[Opening Exercise material section]
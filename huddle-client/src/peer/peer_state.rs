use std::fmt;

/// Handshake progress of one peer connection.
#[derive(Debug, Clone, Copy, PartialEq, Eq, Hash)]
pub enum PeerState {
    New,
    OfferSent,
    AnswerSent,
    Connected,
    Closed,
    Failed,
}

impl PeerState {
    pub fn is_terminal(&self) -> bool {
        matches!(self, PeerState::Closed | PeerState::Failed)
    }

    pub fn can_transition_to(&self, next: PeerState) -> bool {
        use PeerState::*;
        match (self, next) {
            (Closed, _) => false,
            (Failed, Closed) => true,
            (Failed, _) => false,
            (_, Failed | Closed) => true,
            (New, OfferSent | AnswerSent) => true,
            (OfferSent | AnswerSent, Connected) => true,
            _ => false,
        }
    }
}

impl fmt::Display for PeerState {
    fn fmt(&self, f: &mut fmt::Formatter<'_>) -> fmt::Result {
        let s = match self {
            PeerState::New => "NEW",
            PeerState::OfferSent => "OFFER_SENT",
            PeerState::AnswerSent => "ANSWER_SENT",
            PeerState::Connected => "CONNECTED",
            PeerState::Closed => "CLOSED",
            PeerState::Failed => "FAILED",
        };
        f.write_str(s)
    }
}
[Closing Exercise material section]
### The problem
Leaving each word as it is, reproduce all the material.

### Output of the exercise
filename huddle-client/src/peer/peer_state.rs
use std::fmt;

/// Handshake progress of one peer connection.
#[derive(Debug, Clone, Copy, PartialEq, Eq, Hash)]
pub enum PeerState {
    New,
    OfferSent,
    AnswerSent,
    Connected,
    Closed,
    Failed,
}

impl PeerState {
    pub fn is_terminal(&self) -> bool {
        matches!(self, PeerState::Closed | PeerState::Failed)
    }

    pub fn can_transition_to(&self, next: PeerState) -> bool {
        use PeerState::*;
        match (self, next) {
            (Closed, _) => false,
            (Failed, Closed) => true,
            (Failed, _) => false,
            (_, Failed | Closed) => true,
            (New, OfferSent | AnswerSent) => true,
            (OfferSent | AnswerSent, Connected) => true,
            _ => false,
        }
    }
}

impl fmt::Display for PeerState {
    fn fmt(&self, f: &mut fmt::Formatter<'_>) -> fmt::Result {
        let s = match self {
            PeerState::New => "NEW",
            PeerState::OfferSent => "OFFER_SENT",
            PeerState::AnswerSent => "ANSWER_SENT",
            PeerState::Connected => "CONNECTED",
            PeerState::Closed => "CLOSED",
            PeerState::Failed => "FAILED",
        };
        f.write_str(s)
    }
}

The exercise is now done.